Um grande eleitorado para as pessoas se juntarem é o Youthify. Eles se concentram em políticas de água, equidade e soluções climáticas. Ou junte-se ao Ocean Uprise e prepare-se para agir para proteger seus espaços aquáticos e sua comunidade.

Nyombi: Quero acrescentar que a mudança de comportamento dos indivíduos é uma noção proposta pelos poluidores para que we cuidado, mesmo que deles não faça

Às vezes não conseguimos parar de comprar produtos de plástico porque precisamos deles. As empresas que têm o poder de mudar estão priorizando o dinheiro sobre nossas vidas.

É por isso que digo que os poluidores devem pagar. Temos que responsabilizar cada um deles.

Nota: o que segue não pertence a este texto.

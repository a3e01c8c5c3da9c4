// src/fill.rs
//! Deterministic fallback filler: tops up report sections straight from the
//! vetted evidence list. No oracle calls; nothing beyond the evidence
//! item's own title/note/quote is written.

use std::collections::{BTreeMap, BTreeSet};

use once_cell::sync::Lazy;
use regex::Regex;

use crate::origin::CompanyHq;
use crate::report::{OverseasUpdate, SourceItem, UpdateItem, WeeklyReport};
use crate::schema::DEFAULT_TAG;
use crate::url_norm::normalize_url;

/// Ordered keyword -> tag rules; first match wins.
static TAG_RULES: Lazy<Vec<(Regex, &'static str)>> = Lazy::new(|| {
    let rules: [(&str, &str); 8] = [
        (r"(?i)\b(acqui\w*|m&a|merg\w*|takeover)\b|인수|합병", "M&A"),
        (r"(?i)\b(funding|raise[sd]?|raising|series [a-f]|investment|invests?)\b|투자|유치", "투자"),
        (r"(?i)\b(launch\w*|release[sd]?|unveil\w*|introduc\w*)\b|출시|공개|선보", "출시"),
        (r"(?i)\b(partner\w*|alliance|mou|collaborat\w*)\b|제휴|협력|협약|파트너", "제휴"),
        (r"(?i)\b(revenue|earnings|profit|quarterly results)\b|매출|실적|영업이익", "실적"),
        (r"(?i)\b(ceo|cto|appoint\w*|hires?|hiring)\b|선임|영입|채용", "인사"),
        (r"(?i)\b(lawsuit|regulat\w*|fine[sd]?|sued)\b|소송|규제|제재", "규제"),
        (r"(?i)\b(expan\w*|enters?|entry)\b|진출|확장", "해외진출"),
    ];
    rules
        .into_iter()
        .map(|(p, tag)| (Regex::new(p).expect("tag rule regex"), tag))
        .collect()
});

static RE_PAREN_SUFFIX: Lazy<Regex> =
    Lazy::new(|| Regex::new(r"\s*[\(\[（][^\)\]）]*[\)\]）]\s*$").expect("paren regex"));
static RE_DASH_TAIL: Lazy<Regex> =
    Lazy::new(|| Regex::new(r"\s*(—|–|\s-\s).*$").expect("dash regex"));
static RE_LEGAL_FORM: Lazy<Regex> = Lazy::new(|| {
    Regex::new(r"(?i)(^\(주\)|\(주\)$|^주식회사|주식회사$|,?\s+(inc|corp|co|ltd|llc|gmbh|plc)\.?$)")
        .expect("legal form regex")
});

/// Tag for an evidence title (and optional note).
pub fn infer_tag(title: &str, note: Option<&str>) -> &'static str {
    let text = match note {
        Some(n) => format!("{title} {n}"),
        None => title.to_string(),
    };
    TAG_RULES
        .iter()
        .find(|(re, _)| re.is_match(&text))
        .map(|(_, tag)| *tag)
        .unwrap_or(DEFAULT_TAG)
}

/// Display-level variant stripping: trailing parenthetical alias and text
/// after an em/en dash or a spaced hyphen.
pub fn strip_name_variant(name: &str) -> String {
    let s = RE_PAREN_SUFFIX.replace(name.trim(), "");
    let s = RE_DASH_TAIL.replace(&s, "");
    s.trim().to_string()
}

/// Canonical company identity used for dedup and matching.
pub fn company_key(name: &str) -> String {
    let base = strip_name_variant(name);
    let base = RE_LEGAL_FORM.replace_all(&base, "");
    base.chars()
        .filter(|c| c.is_alphanumeric())
        .flat_map(char::to_lowercase)
        .collect()
}

/// Thresholds the filler needs from configuration.
#[derive(Debug, Clone, Copy)]
pub struct FillLimits {
    pub max_companies_per_category: usize,
    pub allow_multiple_per_company: bool,
    pub max_items_per_company: usize,
}

#[derive(Debug, Clone, Copy, Default, PartialEq, Eq)]
pub struct FillOutcome {
    pub added: usize,
    pub collapsed: usize,
}

/// Per category: collapse oracle items to one per company (or up to the
/// per-company cap), then append evidence items for companies not yet
/// represented until the category cap or the evidence runs out. Evidence
/// for companies with a known foreign HQ is left to `fill_overseas`.
pub fn fill_category_updates(
    mut report: WeeklyReport,
    evidence: &[SourceItem],
    hq: &CompanyHq,
    limits: FillLimits,
) -> (WeeklyReport, FillOutcome) {
    let mut outcome = FillOutcome::default();
    let per_company = if limits.allow_multiple_per_company {
        limits.max_items_per_company.max(1)
    } else {
        1
    };
    let mut used_urls: BTreeSet<String> =
        report.update_urls().iter().map(|u| normalize_url(u)).collect();

    for (category, items) in report.category_updates.iter_mut() {
        let mut per_key: BTreeMap<String, usize> = BTreeMap::new();
        let before = items.len();
        items.retain(|u| {
            let n = per_key.entry(company_key(&u.company)).or_default();
            *n += 1;
            *n <= per_company
        });
        outcome.collapsed += before - items.len();

        for ev in evidence.iter().filter(|e| &e.category == category) {
            if per_key.len() >= limits.max_companies_per_category {
                break;
            }
            let key = company_key(&ev.company);
            if key.is_empty() || per_key.contains_key(&key) {
                continue;
            }
            if hq.is_foreign(&ev.company) || ev.country.as_deref().is_some_and(is_foreign_label) {
                continue;
            }
            if !used_urls.insert(ev.canonical_url()) {
                continue;
            }
            per_key.insert(key, 1);
            items.push(update_from_evidence(ev));
            outcome.added += 1;
        }
    }
    (report, outcome)
}

/// Append evidence for foreign-HQ companies to the overseas bucket until it
/// holds `max_items`. One item per company, no URL already in the report.
pub fn fill_overseas(
    mut report: WeeklyReport,
    evidence: &[SourceItem],
    hq: &CompanyHq,
    max_items: usize,
) -> (WeeklyReport, usize) {
    let mut used_urls: BTreeSet<String> =
        report.update_urls().iter().map(|u| normalize_url(u)).collect();
    let mut companies: BTreeSet<String> = report
        .overseas_updates
        .iter()
        .map(|o| company_key(&o.update.company))
        .collect();
    let mut added = 0usize;

    for ev in evidence {
        if report.overseas_updates.len() >= max_items {
            break;
        }
        let country = ev.country.clone().or_else(|| hq.country_of(&ev.company).map(str::to_string));
        let foreign = country.as_deref().is_some_and(is_foreign_label);
        if !foreign {
            continue;
        }
        let key = company_key(&ev.company);
        if key.is_empty() || companies.contains(&key) || used_urls.contains(&ev.canonical_url()) {
            continue;
        }
        companies.insert(key);
        used_urls.insert(ev.canonical_url());
        report.overseas_updates.push(OverseasUpdate {
            update: update_from_evidence(ev),
            category: (!ev.category.is_empty()).then(|| ev.category.clone()),
            country,
        });
        added += 1;
    }
    (report, added)
}

fn is_foreign_label(label: &str) -> bool {
    !crate::origin::is_domestic_label(label)
}

pub fn update_from_evidence(ev: &SourceItem) -> UpdateItem {
    UpdateItem {
        company: ev.company.clone(),
        tag: infer_tag(&ev.title, ev.note.as_deref()).to_string(),
        title: ev.title.clone(),
        url: Some(ev.url.clone()),
        insight: ev.note.clone().or_else(|| ev.quote.clone()),
    }
}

Vou insistir até que eliminem gradualmente os plásticos porque as pessoas estão enfrentando câncer em Uganda. Organizamos a arrecadação de fundos para que as pessoas sejam levadas para o exterior para tratamento. Mas, novamente, as empresas não apóiam essas iniciativas, apesar de serem as causadoras. Temos que lutar contra os poluidores por todos os meios.

Thred: O Egito tem uma grande participação no Pavilhão da Água este ano na COP. Quão esperançoso você está de que essa conexão impulsionará a agenda para tornar a água potável acessível?  

Bodhi: No Egito, eles usam a dessalinização, onde você pega água dos oceanos próximos e remove o sal para obter água doce.

Sistemas de captação de água como esses são muito importantes. Precisamos nos concentrar em soluções, soluções baseadas na natureza, bem como inovações africanas lideradas pela comunidade. Isso nos ajudará a melhorar o acesso à água potável e a melhorar nossos recursos.

A água potável deve ser um direito universal. É necessário para cada pessoa neste planeta.

Mais importante, se você não está na faculdade ou no Egito agora, há muitas maneiras de se envolver. É tão inspirador aprender com os outros. Termino dizendo que água é vida, água somos nós, e nós somos água.

Nyombi: Não acho que os resultados virão da COP27.

O que a mídia não mostra é que os líderes e 600 lobistas do combustível estão dando festas e bebendo todas as noites. De manhã, eles conversam sobre o que aconteceu na noite anterior. Esta é a conversa que está acontecendo no terreno aqui. Portanto, se não vemos nada mudando, não se surpreenda.

Os líderes que foram enviados para cá não estão trabalhando na nossa agenda.

Quando cheguei ao COP, queria me envolver, mas nos primeiros dois dias não tive permissão. No terceiro dia, disse a um dos delegados do governo de Uganda: 'Gostaria de fazer parte da negociação. Você pode, por favor, me dar uma vaga?

Ela me deixou entrar imediatamente. Quando entrei, perguntei: 'Por que as pessoas desfavorecidas não estão entre as pessoas que negociam? Por que eles não estão trabalhando com as pessoas para fazer este relatório?'

O moderador disse: 'Você voltará quando este relatório for publicado.' Então, mesmo quando estamos aqui, ainda parece que nossa voz não importa. Eles sabem o que estão fazendo. Eles sabem que não precisam nos incluir para eles liberarem o que quiserem.

Tenho muitos amigos a trabalhar no terreno e é aí que está a minha esperança, mas não aqui.

O que vejo é uma festa. Aos meus amigos – e a todos os jovens – são vocês que me mostram ações reais. Na verdade, estamos tentando limpar essa bagunça. É aí que encontro muita esperança.